(Problem requirements): Find the line containing "使用 DashMap 实现无锁并发的版本号管理。" in the records below. Copy exactly that line and each one after it, ending at the line containing "pub struct ServerState", and nothing more.

(Raw data):

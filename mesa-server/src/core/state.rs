use std::sync::Arc;
use std::time::Instant;

use dashmap::DashMap;

use crate::booking::BookingCoordinator;
use crate::core::Config;
use crate::db::DbService;
use crate::floor::{FloorRepository, FloorService};
use crate::reservations::{ReservationStorage, ReservationsManager};
use crate::schedule::{ScheduleRepository, ScheduleService};
use crate::utils::AppResult;

/// 资源版本管理器
///
/// 使用 DashMap 实现无锁并发的版本号管理。
/// 每种资源类型维护独立的版本号，支持原子递增。
///
/// 配置资源 (桌台、区域、营业时间) 每次变更递增版本号，
/// 客户端可通过版本号判断本地缓存是否过期。
#[derive(Debug)]
pub struct ResourceVersions {
    versions: DashMap<String, u64>,
}

impl ResourceVersions {
    pub fn new() -> Self {
        Self {
            versions: DashMap::new(),
        }
    }

    /// 递增指定资源的版本号并返回新值
    pub fn increment(&self, resource: &str) -> u64 {
        let mut entry = self.versions.entry(resource.to_string()).or_insert(0);
        *entry += 1;
        *entry
    }

    /// 获取指定资源的当前版本号，不存在返回 0
    pub fn get(&self, resource: &str) -> u64 {
        self.versions.get(resource).map(|v| *v).unwrap_or(0)
    }
}

impl Default for ResourceVersions {
    fn default() -> Self {
        Self::new()
    }
}

/// 服务器状态 - 持有所有服务的单例引用
///
/// ServerState 是预订引擎的核心数据结构，持有所有服务的共享引用。
/// 使用 Arc 实现浅拷贝，所有权成本极低。
///
/// # 服务组件
///
/// | 字段 | 类型 | 说明 |
/// |------|------|------|
/// | config | Arc<Config> | 配置项 (不可变) |
/// | db | DbService | 嵌入式数据库 |
/// | floor | Arc<FloorService> | 桌台/区域 + 缓存楼面模型 |
/// | schedule | Arc<ScheduleService> | 营业时间表 |
/// | manager | Arc<ReservationsManager> | 预订事件溯源 |
/// | coordinator | Arc<BookingCoordinator> | 准入并发边界 |
/// | resource_versions | Arc<ResourceVersions> | 配置资源版本 |
#[derive(Clone)]
pub struct ServerState {
    pub config: Arc<Config>,
    pub db: DbService,
    pub floor: Arc<FloorService>,
    pub schedule: Arc<ScheduleService>,
    pub manager: Arc<ReservationsManager>,
    pub coordinator: Arc<BookingCoordinator>,
    pub resource_versions: Arc<ResourceVersions>,
    pub started_at: Instant,
}

impl ServerState {
    /// 初始化服务器状态
    ///
    /// 按顺序初始化：
    /// 1. 工作目录结构
    /// 2. 数据库 (work_dir/database/mesa.db)
    /// 3. 各仓库与服务 (Floor, Schedule, Reservations)
    /// 4. 预订协调器
    pub fn initialize(config: &Config) -> AppResult<Self> {
        config
            .ensure_work_dir_structure()
            .map_err(|e| crate::utils::AppError::internal(format!("work dir: {e}")))?;

        let db_path = config.database_dir().join("mesa.db");
        let db = DbService::new(&db_path)?;

        Self::initialize_with_db(config, db)
    }

    /// 在给定数据库上装配全部服务 (测试注入内存库)
    pub fn initialize_with_db(config: &Config, db: DbService) -> AppResult<Self> {
        let config = Arc::new(config.clone());

        let floor = Arc::new(FloorService::new(FloorRepository::new(db.database())?));
        let schedule = Arc::new(ScheduleService::new(ScheduleRepository::new(
            db.database(),
        )?));
        let storage = ReservationStorage::new(db.database())?;
        let manager = Arc::new(ReservationsManager::new(storage, config.timezone));

        let coordinator = Arc::new(BookingCoordinator::new(
            config.clone(),
            floor.clone(),
            schedule.clone(),
            manager.clone(),
        ));

        tracing::info!(
            tz = %config.timezone,
            granularity = config.slot_granularity_minutes,
            "Server state initialized"
        );

        Ok(Self {
            config,
            db,
            floor,
            schedule,
            manager,
            coordinator,
            resource_versions: Arc::new(ResourceVersions::new()),
            started_at: Instant::now(),
        })
    }

    pub fn uptime_seconds(&self) -> u64 {
        self.started_at.elapsed().as_secs()
    }
}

(Exercise response):
/// 使用 DashMap 实现无锁并发的版本号管理。
/// 每种资源类型维护独立的版本号，支持原子递增。
///
/// 配置资源 (桌台、区域、营业时间) 每次变更递增版本号，
/// 客户端可通过版本号判断本地缓存是否过期。
#[derive(Debug)]
pub struct ResourceVersions {
    versions: DashMap<String, u64>,
}

impl ResourceVersions {
    pub fn new() -> Self {
        Self {
            versions: DashMap::new(),
        }
    }

    /// 递增指定资源的版本号并返回新值
    pub fn increment(&self, resource: &str) -> u64 {
        let mut entry = self.versions.entry(resource.to_string()).or_insert(0);
        *entry += 1;
        *entry
    }

    /// 获取指定资源的当前版本号，不存在返回 0
    pub fn get(&self, resource: &str) -> u64 {
        self.versions.get(resource).map(|v| *v).unwrap_or(0)
    }
}

impl Default for ResourceVersions {
    fn default() -> Self {
        Self::new()
    }
}

/// 服务器状态 - 持有所有服务的单例引用
///
/// ServerState 是预订引擎的核心数据结构，持有所有服务的共享引用。
/// 使用 Arc 实现浅拷贝，所有权成本极低。
///
/// # 服务组件
///
/// | 字段 | 类型 | 说明 |
/// |------|------|------|
/// | config | Arc<Config> | 配置项 (不可变) |
/// | db | DbService | 嵌入式数据库 |
/// | floor | Arc<FloorService> | 桌台/区域 + 缓存楼面模型 |
/// | schedule | Arc<ScheduleService> | 营业时间表 |
/// | manager | Arc<ReservationsManager> | 预订事件溯源 |
/// | coordinator | Arc<BookingCoordinator> | 准入并发边界 |
/// | resource_versions | Arc<ResourceVersions> | 配置资源版本 |
#[derive(Clone)]
pub struct ServerState {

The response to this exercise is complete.